→ **Work item**
Filter the listing for lines containing "clamped".

→ **Extracted data**
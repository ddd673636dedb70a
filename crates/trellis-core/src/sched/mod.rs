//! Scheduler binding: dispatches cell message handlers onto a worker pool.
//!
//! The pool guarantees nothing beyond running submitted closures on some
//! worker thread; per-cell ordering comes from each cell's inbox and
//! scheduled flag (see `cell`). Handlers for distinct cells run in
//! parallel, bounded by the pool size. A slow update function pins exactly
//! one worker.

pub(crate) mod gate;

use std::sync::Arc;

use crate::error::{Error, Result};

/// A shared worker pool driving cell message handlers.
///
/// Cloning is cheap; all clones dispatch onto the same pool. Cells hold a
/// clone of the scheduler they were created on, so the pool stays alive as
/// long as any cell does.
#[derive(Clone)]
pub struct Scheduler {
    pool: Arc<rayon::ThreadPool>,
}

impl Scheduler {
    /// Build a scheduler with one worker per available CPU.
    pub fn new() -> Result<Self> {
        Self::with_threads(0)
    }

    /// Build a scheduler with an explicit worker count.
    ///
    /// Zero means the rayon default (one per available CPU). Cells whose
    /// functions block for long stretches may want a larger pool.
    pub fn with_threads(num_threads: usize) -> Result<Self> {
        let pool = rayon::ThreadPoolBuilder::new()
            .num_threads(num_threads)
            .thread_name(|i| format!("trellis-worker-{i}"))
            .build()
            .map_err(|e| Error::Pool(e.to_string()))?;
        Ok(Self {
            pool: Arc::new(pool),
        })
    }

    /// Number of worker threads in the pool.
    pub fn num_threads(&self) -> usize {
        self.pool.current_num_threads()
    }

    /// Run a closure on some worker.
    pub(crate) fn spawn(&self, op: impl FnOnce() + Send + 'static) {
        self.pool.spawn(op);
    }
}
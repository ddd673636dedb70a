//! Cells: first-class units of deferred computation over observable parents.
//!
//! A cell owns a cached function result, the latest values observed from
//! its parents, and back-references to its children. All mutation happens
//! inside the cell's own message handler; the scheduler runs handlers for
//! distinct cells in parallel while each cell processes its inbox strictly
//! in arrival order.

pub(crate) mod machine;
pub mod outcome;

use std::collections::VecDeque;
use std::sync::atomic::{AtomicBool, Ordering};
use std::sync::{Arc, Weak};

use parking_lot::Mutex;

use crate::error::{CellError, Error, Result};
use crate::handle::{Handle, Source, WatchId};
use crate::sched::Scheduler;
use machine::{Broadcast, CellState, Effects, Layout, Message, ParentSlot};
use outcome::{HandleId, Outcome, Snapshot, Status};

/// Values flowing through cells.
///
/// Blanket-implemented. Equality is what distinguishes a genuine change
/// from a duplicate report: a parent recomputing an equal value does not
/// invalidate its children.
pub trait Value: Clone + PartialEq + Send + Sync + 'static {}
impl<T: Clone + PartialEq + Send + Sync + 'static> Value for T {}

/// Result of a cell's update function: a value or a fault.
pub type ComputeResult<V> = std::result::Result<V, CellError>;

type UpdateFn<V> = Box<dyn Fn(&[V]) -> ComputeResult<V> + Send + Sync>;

--

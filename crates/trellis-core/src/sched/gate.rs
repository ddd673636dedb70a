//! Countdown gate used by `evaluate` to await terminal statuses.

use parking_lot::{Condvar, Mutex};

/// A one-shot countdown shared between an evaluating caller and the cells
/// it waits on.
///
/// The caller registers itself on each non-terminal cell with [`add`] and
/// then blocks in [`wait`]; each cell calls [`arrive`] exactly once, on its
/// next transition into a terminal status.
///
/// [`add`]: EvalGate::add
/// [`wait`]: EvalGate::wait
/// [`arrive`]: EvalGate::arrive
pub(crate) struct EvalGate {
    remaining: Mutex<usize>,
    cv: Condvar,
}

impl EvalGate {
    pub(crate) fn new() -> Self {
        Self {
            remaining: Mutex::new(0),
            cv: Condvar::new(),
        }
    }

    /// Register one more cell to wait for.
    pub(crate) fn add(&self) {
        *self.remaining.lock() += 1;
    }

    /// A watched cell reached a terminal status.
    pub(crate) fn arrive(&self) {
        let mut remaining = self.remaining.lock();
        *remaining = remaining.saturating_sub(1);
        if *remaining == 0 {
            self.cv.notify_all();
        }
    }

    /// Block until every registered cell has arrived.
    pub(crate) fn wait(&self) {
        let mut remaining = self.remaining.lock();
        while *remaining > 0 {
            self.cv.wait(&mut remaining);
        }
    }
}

* * *

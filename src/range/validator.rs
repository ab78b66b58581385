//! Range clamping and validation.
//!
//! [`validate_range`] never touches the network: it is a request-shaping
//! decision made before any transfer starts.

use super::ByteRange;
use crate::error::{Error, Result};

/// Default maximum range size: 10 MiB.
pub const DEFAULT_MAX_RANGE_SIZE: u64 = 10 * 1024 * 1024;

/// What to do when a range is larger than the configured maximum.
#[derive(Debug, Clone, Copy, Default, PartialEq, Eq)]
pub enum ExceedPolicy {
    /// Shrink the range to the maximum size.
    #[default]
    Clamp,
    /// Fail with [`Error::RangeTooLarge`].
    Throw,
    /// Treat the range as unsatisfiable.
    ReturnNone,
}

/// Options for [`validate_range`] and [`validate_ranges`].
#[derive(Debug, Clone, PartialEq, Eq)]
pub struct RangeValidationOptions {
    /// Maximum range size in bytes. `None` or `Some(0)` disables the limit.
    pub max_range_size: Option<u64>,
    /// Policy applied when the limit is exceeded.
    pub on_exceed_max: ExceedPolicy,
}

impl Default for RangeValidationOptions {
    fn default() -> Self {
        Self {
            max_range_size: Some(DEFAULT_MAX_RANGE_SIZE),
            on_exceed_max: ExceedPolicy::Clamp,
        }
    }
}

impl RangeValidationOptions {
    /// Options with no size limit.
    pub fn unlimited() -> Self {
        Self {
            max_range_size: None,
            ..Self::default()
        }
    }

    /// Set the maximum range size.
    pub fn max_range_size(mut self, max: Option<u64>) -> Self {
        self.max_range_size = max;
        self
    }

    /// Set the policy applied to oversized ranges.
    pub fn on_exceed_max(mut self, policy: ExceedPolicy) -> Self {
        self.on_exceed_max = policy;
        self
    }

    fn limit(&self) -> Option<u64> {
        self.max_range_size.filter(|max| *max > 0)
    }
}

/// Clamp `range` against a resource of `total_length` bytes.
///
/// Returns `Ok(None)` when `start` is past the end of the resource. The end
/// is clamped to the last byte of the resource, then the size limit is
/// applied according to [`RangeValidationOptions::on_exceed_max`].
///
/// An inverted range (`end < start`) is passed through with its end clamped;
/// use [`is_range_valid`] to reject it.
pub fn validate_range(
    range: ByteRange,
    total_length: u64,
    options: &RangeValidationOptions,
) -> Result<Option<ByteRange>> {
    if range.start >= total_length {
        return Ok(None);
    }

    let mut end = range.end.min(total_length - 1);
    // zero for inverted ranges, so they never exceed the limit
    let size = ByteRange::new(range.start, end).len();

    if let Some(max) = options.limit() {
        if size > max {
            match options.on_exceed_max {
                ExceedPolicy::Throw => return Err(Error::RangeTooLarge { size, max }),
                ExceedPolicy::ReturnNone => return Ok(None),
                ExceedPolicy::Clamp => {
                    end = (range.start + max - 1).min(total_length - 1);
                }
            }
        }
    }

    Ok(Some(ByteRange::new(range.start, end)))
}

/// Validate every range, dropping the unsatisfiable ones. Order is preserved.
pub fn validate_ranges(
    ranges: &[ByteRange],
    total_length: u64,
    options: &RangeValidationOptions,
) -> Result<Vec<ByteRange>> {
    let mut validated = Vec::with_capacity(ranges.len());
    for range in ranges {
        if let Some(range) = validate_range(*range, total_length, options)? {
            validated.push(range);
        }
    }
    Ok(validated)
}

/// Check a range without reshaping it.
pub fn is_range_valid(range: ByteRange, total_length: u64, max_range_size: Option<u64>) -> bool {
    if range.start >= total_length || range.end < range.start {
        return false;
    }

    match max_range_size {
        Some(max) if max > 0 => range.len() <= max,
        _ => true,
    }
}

→ **Answer to this exercise**
/// is clamped to the last byte of the resource, then the size limit is
/// An inverted range (`end < start`) is passed through with its end clamped;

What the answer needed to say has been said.